Equivocation and conflation

Those who have worked with me have said that they can tell when I’m getting warmed up on a subject when I use the words “conflate” or “equivocate”. (Another colleague’s magic phrase was “tease apart”: when he started teasing apart your ideas, it was time to duck!) Although these two words are closely related, they have quite distinct meanings, and it’s unfortunate when people misuse them. ((Not, of course, as unfortunate as the misuse of “uninterested” and “disinterested”.))
To “conflate” is to mix up several distinct issues, often (but not always) with the aim of changing the topic. To “equivocate” is to use a word that has more than one meaning in a way that obscures the distinction between those meanings. Although this can occasionally be inadvertent, it is usually intended to confuse or deceive. Obviously equivocation can be used to achieve conflation, by using a term that is meaningful in each of the issues that you wish to conflate. However the words are quite distinct: one can conflate without using equivocation, and equivocate without seeking to conflate.
All of this was prompted by reading an excellent piece in Balkinization by Deborah Hellman of the University of Maryland School of Law, in which she analyzes an important point in a recent Supreme Court decision concerning race and school admissions policy.

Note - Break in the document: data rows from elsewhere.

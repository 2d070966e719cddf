//! Command-line parsing for the roll caliper/length tool.
//!
//! The goal of this module is to keep **argument parsing** separate from the
//! calculation code. Defaults for a few options can come from the environment
//! (or a `.env` file loaded by `app::run`).

use std::path::PathBuf;

use clap::{Args, Parser, Subcommand};

use crate::io::ingest::{DEFAULT_DIAMETER_COLUMN, DEFAULT_LENGTH_COLUMN};

/// Top-level CLI.
#[derive(Debug, Parser)]
#[command(name = "roll", version, about = "Roll caliper and length calculator")]
pub struct Cli {
    #[command(subcommand)]
    pub command: Command,
}

/// CLI subcommands.
#[derive(Debug, Subcommand)]
pub enum Command {
    /// Estimate caliper from a CSV of unwind measurements (diameter mm, length m).
    Caliper(CaliperArgs),
    /// Calculate roll length from caliper and roll/core diameters.
    Length(LengthArgs),
    /// Generate synthetic unwind measurements for a known caliper.
    Synth(SynthArgs),
}

#[derive(Debug, Args, Clone)]
pub struct CaliperArgs {
    /// CSV file with diameter (mm) and length (m) columns.
    #[arg(value_name = "CSV")]
    pub input: PathBuf,

    /// Name of the diameter column.
    #[arg(long, env = "ROLL_DIAMETER_COLUMN", default_value = DEFAULT_DIAMETER_COLUMN)]
    pub diameter_column: String,

    /// Name of the length column.
    #[arg(long, env = "ROLL_LENGTH_COLUMN", default_value = DEFAULT_LENGTH_COLUMN)]
    pub length_column: String,

    /// Render raw and transformed ASCII plots.
    #[arg(long)]
    pub plot: bool,

    /// Plot width (columns).
    #[arg(long, env = "ROLL_PLOT_WIDTH", default_value_t = 60)]
    pub width: usize,

    /// Plot height (rows).
    #[arg(long, env = "ROLL_PLOT_HEIGHT", default_value_t = 20)]
    pub height: usize,

    /// Write measurements with calculated columns (diam_m, diam_m^2) to CSV.
    #[arg(long, value_name = "CSV")]
    pub export_transformed: Option<PathBuf>,

    /// Write the fit and caliper to JSON.
    #[arg(long, value_name = "JSON")]
    pub export_estimate: Option<PathBuf>,
}

#[derive(Debug, Args, Clone)]
pub struct LengthArgs {
    /// Outer roll diameter (mm).
    #[arg(long = "roll", value_name = "MM")]
    pub diam_roll: f64,

    /// Core diameter (mm).
    #[arg(long = "core", value_name = "MM")]
    pub diam_core: f64,

    /// Material caliper (mm).
    #[arg(long, value_name = "MM", conflicts_with = "estimate", required_unless_present = "estimate")]
    pub caliper: Option<f64>,

    /// Take the caliper from an estimate JSON written by `roll caliper --export-estimate`.
    #[arg(long, value_name = "JSON")]
    pub estimate: Option<PathBuf>,
}

#[derive(Debug, Args, Clone)]
pub struct SynthArgs {
    /// Outer roll diameter (mm).
    #[arg(long = "roll", value_name = "MM")]
    pub diam_roll: f64,

    /// Core diameter (mm).
    #[arg(long = "core", value_name = "MM")]
    pub diam_core: f64,

    /// Material caliper (mm).
    #[arg(long, value_name = "MM")]
    pub caliper: f64,

    /// Number of measurements.
    #[arg(short = 'n', long, default_value_t = 10)]
    pub count: usize,

    /// Relative standard deviation of length noise (0 = exact).
    #[arg(long, default_value_t = 0.0)]
    pub noise: f64,

    /// Random seed for noise.
    #[arg(long, default_value_t = 42)]
    pub seed: u64,

    /// Write to CSV instead of stdout.
    #[arg(short, long, value_name = "CSV")]
    pub output: Option<PathBuf>,
}
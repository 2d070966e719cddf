//! Terminal plots of raw and transformed unwind data.

pub mod ascii;

pub use ascii::*;
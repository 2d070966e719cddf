//! Reporting utilities: formatted terminal output for estimates and lengths.

pub mod format;

pub use format::*;
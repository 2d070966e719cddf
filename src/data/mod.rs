//! Synthetic unwind data for checking the caliper fit against a known answer.

pub mod sample;

pub use sample::*;
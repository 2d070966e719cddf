use thiserror::Error;

/// Failures raised by the caliper and roll-length calculations.
///
/// These represent invalid input data, never transient conditions, so callers
/// should surface them rather than retry.
#[derive(Debug, Clone, PartialEq, Error)]
pub enum RollError {
    #[error("insufficient data: {0}")]
    InsufficientData(String),

    #[error("degenerate slope {slope}: caliper is undefined")]
    DegenerateSlope { slope: f64 },

    #[error("invalid roll geometry: roll diameter {diam_roll_mm} mm must exceed core diameter {diam_core_mm} mm")]
    InvalidGeometry { diam_roll_mm: f64, diam_core_mm: f64 },

    #[error("degenerate caliper {caliper_mm} mm: caliper must be positive")]
    DegenerateCaliper { caliper_mm: f64 },

    #[error("invalid measurement (diameter={diameter_mm} mm, length={length_m} m): {reason}")]
    InvalidMeasurement {
        diameter_mm: f64,
        length_m: f64,
        reason: &'static str,
    },
}

impl RollError {
    /// Exit code used by the `roll` binary for this error kind.
    pub fn exit_code(&self) -> u8 {
        match self {
            RollError::InvalidGeometry { .. } | RollError::DegenerateCaliper { .. } => 2,
            RollError::InsufficientData(_) | RollError::InvalidMeasurement { .. } => 3,
            RollError::DegenerateSlope { .. } => 4,
        }
    }
}

#[derive(Clone)]
pub struct AppError {
    exit_code: u8,
    message: String,
}

impl AppError {
    pub fn new(exit_code: u8, message: impl Into<String>) -> Self {
        Self {
            exit_code,
            message: message.into(),
        }
    }

    pub fn exit_code(&self) -> u8 {
        self.exit_code
    }
}

impl From<RollError> for AppError {
    fn from(err: RollError) -> Self {
        AppError::new(err.exit_code(), err.to_string())
    }
}

impl std::fmt::Display for AppError {
    fn fmt(&self, f: &mut std::fmt::Formatter<'_>) -> std::fmt::Result {
        write!(f, "{}", self.message)
    }
}

impl std::fmt::Debug for AppError {
    fn fmt(&self, f: &mut std::fmt::Formatter<'_>) -> std::fmt::Result {
        f.debug_struct("AppError")
            .field("exit_code", &self.exit_code)
            .field("message", &self.message)
            .finish()
    }
}

impl std::error::Error for AppError {}
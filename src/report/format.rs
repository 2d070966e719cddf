//! Text formatting for terminal output.
//!
//! We keep formatting code in one place so:
//! - the calculation code stays clean and testable
//! - output changes are localized

use crate::domain::{CaliperEstimate, LinearFitResult, RollGeometry, TransformedSet};
use crate::io::ingest::IngestedData;

/// Format the caliper run summary (ingest stats + fit + caliper).
pub fn format_caliper_summary(source: &str, ingest: &IngestedData, estimate: &CaliperEstimate) -> String {
    let mut out = String::new();

    out.push_str("=== roll - Caliper from unwind data ===\n");
    out.push_str(&format!("Source: {source}\n"));
    out.push_str(&format!(
        "Rows: read={} used={} skipped={}\n",
        ingest.rows_read,
        ingest.rows_used,
        ingest.row_errors.len()
    ));
    for e in &ingest.row_errors {
        out.push_str(&format!("  (skipped line {}) {}\n", e.line, e.message));
    }

    out.push('\n');
    out.push_str(&format_points_table(&estimate.transformed, &estimate.fit));

    let fit = &estimate.fit;
    out.push_str("\nFit: length = slope * diam_m^2 + intercept\n");
    out.push_str(&format!("- slope    : {:.4}\n", fit.slope));
    out.push_str(&format!("- intercept: {:.4}\n", fit.intercept));
    out.push_str(&format!("- R^2      : {:.6} (n={})\n", fit.r_squared, fit.n));
    out.push_str(&format!("\nCaliper: {:.4} mm\n", estimate.caliper_mm));

    out
}

/// Format a roll length result.
pub fn format_length_summary(geometry: &RollGeometry, caliper_mm: f64, length_m: f64) -> String {
    let mut out = String::new();
    out.push_str("=== roll - Roll length ===\n");
    out.push_str(&format!("Roll diameter: {} mm\n", geometry.diam_roll_mm));
    out.push_str(&format!("Core diameter: {} mm\n", geometry.diam_core_mm));
    out.push_str(&format!("Caliper: {caliper_mm:.4} mm\n"));
    out.push_str(&format!("Length: {length_m:.1} m\n"));
    out
}

fn format_points_table(transformed: &TransformedSet, fit: &LinearFitResult) -> String {
    let mut out = String::new();
    out.push_str(
        format!(
            "{:>10} {:>10} {:>10} {:>12} {:>10} {:>10}\n",
            "diameter", "diam_m", "diam_m^2", "length", "fitted", "residual"
        )
        .trim_end(),
    );
    out.push('\n');
    out.push_str(
        format!(
            "{:-<10} {:-<10} {:-<10} {:-<12} {:-<10} {:-<10}\n",
            "", "", "", "", "", ""
        )
        .trim_end(),
    );
    out.push('\n');

    for p in &transformed.points {
        let fitted = fit.predict(p.diam_m_squared);
        out.push_str(
            format!(
                "{:>10.2} {:>10.4} {:>10.6} {:>12.3} {:>10.3} {:>10.3}\n",
                p.diameter_mm,
                p.diam_m,
                p.diam_m_squared,
                p.length_m,
                fitted,
                p.length_m - fitted
            )
            .trim_end(),
        );
        out.push('\n');
    }

    out
}
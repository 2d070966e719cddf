//! ASCII plotting for terminal output.
//!
//! This is intentionally "dumb" (fixed-size grid), optimized for:
//! - quick visual sanity checks of unwind data
//! - deterministic output (helpful for golden tests)
//!
//! Plot elements:
//! - measurements: `o`
//! - fitted line (transformed plot only): `-`

use crate::domain::{LinearFitResult, MeasurementSet, TransformedSet};

/// Scatter of length (m) against raw diameter (mm).
pub fn render_raw_plot(measurements: &MeasurementSet, width: usize, height: usize) -> String {
    let points: Vec<(f64, f64)> = measurements
        .iter()
        .map(|m| (m.diameter_mm(), m.length_m()))
        .collect();
    render_scatter(
        "Length vs. Diameter",
        ("diameter", "mm"),
        &points,
        None,
        width,
        height,
    )
}

/// Scatter of length (m) against diameter squared (m^2), with the fitted line if given.
pub fn render_transformed_plot(
    transformed: &TransformedSet,
    fit: Option<&LinearFitResult>,
    width: usize,
    height: usize,
) -> String {
    let points: Vec<(f64, f64)> = transformed
        .points
        .iter()
        .map(|p| (p.diam_m_squared, p.length_m))
        .collect();

    let line = fit.and_then(|f| {
        let (x_min, x_max) = x_range(&points)?;
        let n = width.max(2);
        Some(
            (0..n)
                .map(|i| {
                    let u = i as f64 / (n as f64 - 1.0);
                    let x = x_min + u * (x_max - x_min);
                    (x, f.predict(x))
                })
                .collect::<Vec<_>>(),
        )
    });

    render_scatter(
        "Length vs. Diameter Squared",
        ("diameter^2", "m^2"),
        &points,
        line.as_deref(),
        width,
        height,
    )
}

fn render_scatter(
    title: &str,
    x_axis: (&str, &str),
    points: &[(f64, f64)],
    line: Option<&[(f64, f64)]>,
    width: usize,
    height: usize,
) -> String {
    let width = width.max(10);
    let height = height.max(5);

    let (x_min, x_max) = x_range(points).unwrap_or((0.0, 1.0));
    let (y_min, y_max) = y_range(points, line).unwrap_or((0.0, 1.0));
    let (y_min, y_max) = pad_range(y_min, y_max, 0.05);

    let mut grid = vec![vec![' '; width]; height];

    // Line first so points overlay it.
    if let Some(line) = line {
        draw_curve(&mut grid, line, x_min, x_max, y_min, y_max);
    }

    for &(x, y) in points {
        let col = map_x(x, x_min, x_max, width);
        let row = map_y(y, y_min, y_max, height);
        grid[row][col] = 'o';
    }

    let (x_name, x_unit) = x_axis;
    let mut out = String::new();
    out.push_str(&format!(
        "{title}: {x_name}=[{x_min:.4}, {x_max:.4}] {x_unit} | length=[{y_min:.2}, {y_max:.2}] m\n"
    ));

    for row in grid {
        out.push_str(&row.into_iter().collect::<String>());
        out.push('\n');
    }

    out
}

fn x_range(points: &[(f64, f64)]) -> Option<(f64, f64)> {
    let mut min_x = f64::INFINITY;
    let mut max_x = f64::NEG_INFINITY;
    for &(x, _) in points {
        min_x = min_x.min(x);
        max_x = max_x.max(x);
    }
    if min_x.is_finite() && max_x.is_finite() && max_x > min_x {
        Some((min_x, max_x))
    } else {
        None
    }
}

fn y_range(points: &[(f64, f64)], line: Option<&[(f64, f64)]>) -> Option<(f64, f64)> {
    let mut min_y = f64::INFINITY;
    let mut max_y = f64::NEG_INFINITY;

    for &(_, y) in points.iter().chain(line.unwrap_or(&[]).iter()) {
        min_y = min_y.min(y);
        max_y = max_y.max(y);
    }

    if min_y.is_finite() && max_y.is_finite() && max_y > min_y {
        Some((min_y, max_y))
    } else {
        None
    }
}

fn pad_range(min: f64, max: f64, frac: f64) -> (f64, f64) {
    let span = (max - min).abs();
    let pad = (span * frac).max(1e-12);
    (min - pad, max + pad)
}

fn map_x(x: f64, x_min: f64, x_max: f64, width: usize) -> usize {
    let width = width.max(2);
    let u = ((x - x_min) / (x_max - x_min)).clamp(0.0, 1.0);
    (u * (width as f64 - 1.0)).round() as usize
}

fn map_y(y: f64, y_min: f64, y_max: f64, height: usize) -> usize {
    let height = height.max(2);
    let u = ((y - y_min) / (y_max - y_min)).clamp(0.0, 1.0);
    // y=top is max -> row 0
    (height as f64 - 1.0 - (u * (height as f64 - 1.0))).round() as usize
}

fn draw_curve(grid: &mut [Vec<char>], curve: &[(f64, f64)], x_min: f64, x_max: f64, y_min: f64, y_max: f64) {
    if curve.len() < 2 {
        return;
    }
    let height = grid.len();
    let width = grid[0].len();

    let mut prev = None;
    for &(x, y) in curve {
        let col = map_x(x, x_min, x_max, width);
        let row = map_y(y, y_min, y_max, height);
        if let Some((c0, r0)) = prev {
            draw_line(grid, c0, r0, col, row, '-');
        } else {
            grid[row][col] = '-';
        }
        prev = Some((col, row));
    }
}

/// Integer line drawing (Bresenham-ish).
fn draw_line(grid: &mut [Vec<char>], x0: usize, y0: usize, x1: usize, y1: usize, ch: char) {
    let mut x0 = x0 as isize;
    let mut y0 = y0 as isize;
    let x1 = x1 as isize;
    let y1 = y1 as isize;

    let dx = (x1 - x0).abs();
    let sx = if x0 < x1 { 1 } else { -1 };
    let dy = -(y1 - y0).abs();
    let sy = if y0 < y1 { 1 } else { -1 };
    let mut err = dx + dy;

    loop {
        if y0 >= 0
            && (y0 as usize) < grid.len()
            && x0 >= 0
            && (x0 as usize) < grid[0].len()
            && grid[y0 as usize][x0 as usize] == ' '
        {
            grid[y0 as usize][x0 as usize] = ch;
        }

        if x0 == x1 && y0 == y1 {
            break;
        }
        let e2 = 2 * err;
        if e2 >= dy {
            err += dy;
            x0 += sx;
        }
        if e2 <= dx {
            err += dx;
            y0 += sy;
        }
    }
}

#[cfg(test)]
mod tests {
    use super::*;
    use crate::caliper::{fit, transform};

    fn two_point_set() -> MeasurementSet {
        MeasurementSet::from_pairs(&[(40.0, 0.0), (120.0, 20.0)]).unwrap()
    }

    #[test]
    fn raw_plot_golden_snapshot_small() {
        let txt = render_raw_plot(&two_point_set(), 10, 5);
        let expected = concat!(
            "Length vs. Diameter: diameter=[40.0000, 120.0000] mm | length=[-1.00, 21.00] m\n",
            "         o\n",
            "          \n",
            "          \n",
            "          \n",
            "o         \n",
        );
        assert_eq!(txt, expected);
    }

    #[test]
    fn transformed_plot_overlays_fitted_line() {
        let t = transform(&two_point_set());
        let f = fit(&t).unwrap();
        let txt = render_transformed_plot(&t, Some(&f), 20, 8);

        let lines: Vec<&str> = txt.lines().collect();
        assert_eq!(lines.len(), 9);
        assert!(lines[0].starts_with("Length vs. Diameter Squared: diameter^2=[0.0016, 0.0144] m^2"));
        assert!(lines[1].ends_with('o'));
        assert!(lines[8].starts_with('o'));
        assert!(lines[1..].iter().all(|l| l.chars().count() == 20));
        assert!(lines[2..8].iter().any(|l| l.contains('-')));
    }

    #[test]
    fn transformed_plot_without_fit_has_no_line() {
        let t = transform(&two_point_set());
        let txt = render_transformed_plot(&t, None, 12, 6);
        assert!(!txt.lines().skip(1).any(|l| l.contains('-')));
    }
}
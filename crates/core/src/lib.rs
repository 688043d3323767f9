pub mod browser;
pub mod cloud;
pub mod config;
pub mod metrics;
pub mod monitor;
pub mod ranking;
pub mod searcher;
pub mod testing;

pub use browser::{Breadcrumb, FileBrowser};
pub use cloud::{
    CloudClient, CloudError, CloudFile, CloudTask, FileKind, PikPakClient, ResolvedDownload,
    TaskPhase, TransferReceipt, UserProfile,
};
pub use config::{
    load_config, load_config_from_str, validate_config, CloudBackend, Config, ConfigError,
    JackettConfig, LimitsConfig, MonitorConfig, PikPakConfig, SanitizedConfig, SearchBackend,
    SearchConfig, ServerConfig,
};
pub use monitor::TransferMonitor;
pub use ranking::{
    paginate, sort_results, PageState, PageView, SearchSession, SessionEvent, SortDirection,
    SortField, SortState, PAGE_SIZE,
};
pub use searcher::{JackettSearcher, SearchError, SearchQuery, Searcher, TorrentResult};
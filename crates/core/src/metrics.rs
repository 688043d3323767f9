//! Prometheus metrics for core components.
//!
//! Covers the two external collaborators: search backend calls and cloud
//! API calls. HTTP server metrics live in the server crate.

use once_cell::sync::Lazy;
use prometheus::{IntCounter, IntCounterVec, Opts};

/// Searches executed against the search backend.
pub static SEARCHES_TOTAL: Lazy<IntCounter> = Lazy::new(|| {
    IntCounter::new("magnetcloud_searches_total", "Total searches executed").unwrap()
});

/// Search failures by kind.
pub static SEARCH_ERRORS_TOTAL: Lazy<IntCounterVec> = Lazy::new(|| {
    IntCounterVec::new(
        Opts::new("magnetcloud_search_errors_total", "Total search failures"),
        &["kind"], // "http", "parse", "network"
    )
    .unwrap()
});

/// Cloud API calls by operation.
pub static CLOUD_CALLS_TOTAL: Lazy<IntCounterVec> = Lazy::new(|| {
    IntCounterVec::new(
        Opts::new("magnetcloud_cloud_calls_total", "Total cloud API calls"),
        &["operation"],
    )
    .unwrap()
});

/// Get all core metrics for registration in a registry.
pub fn all_metrics() -> Vec<Box<dyn prometheus::core::Collector>> {
    vec![
        Box::new(SEARCHES_TOTAL.clone()),
        Box::new(SEARCH_ERRORS_TOTAL.clone()),
        Box::new(CLOUD_CALLS_TOTAL.clone()),
    ]
}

In his plurality opinion in Parents Involved, Justice Roberts closes his opinion with the seeming truism that “the way to stop discrimination on the basis of race is to stop discriminating on the basis of race.” The problem with this claim is that it profits from an important conflation between two different senses of the term “discrimination.” Sometimes to discriminate is simply to draw distinctions among people or things. For example, insurers routinely discriminate between potential insurance customers on the basis of the risk each poses of making a claim against the insurer during the policy period. Other times, we use the term “discrimination” in a critical rather than a descriptive way. For example, laws forbidding blacks from sitting in the front of public buses discriminate (read wrongly discriminate) against African-Americans. When we pay attention to the two senses of the word “discrimination,” we see that Justice Roberts’ claim is far from obvious. The way to stop discrimination (i.e. wrongful discrimination) on the basis of race is to stop discriminating (i.e. drawing distinctions) on the basis of race. Is he right?

It’s a good piece, which I recommend that you read. It would have been even better if she had written “equivocation” instead of “conflation”…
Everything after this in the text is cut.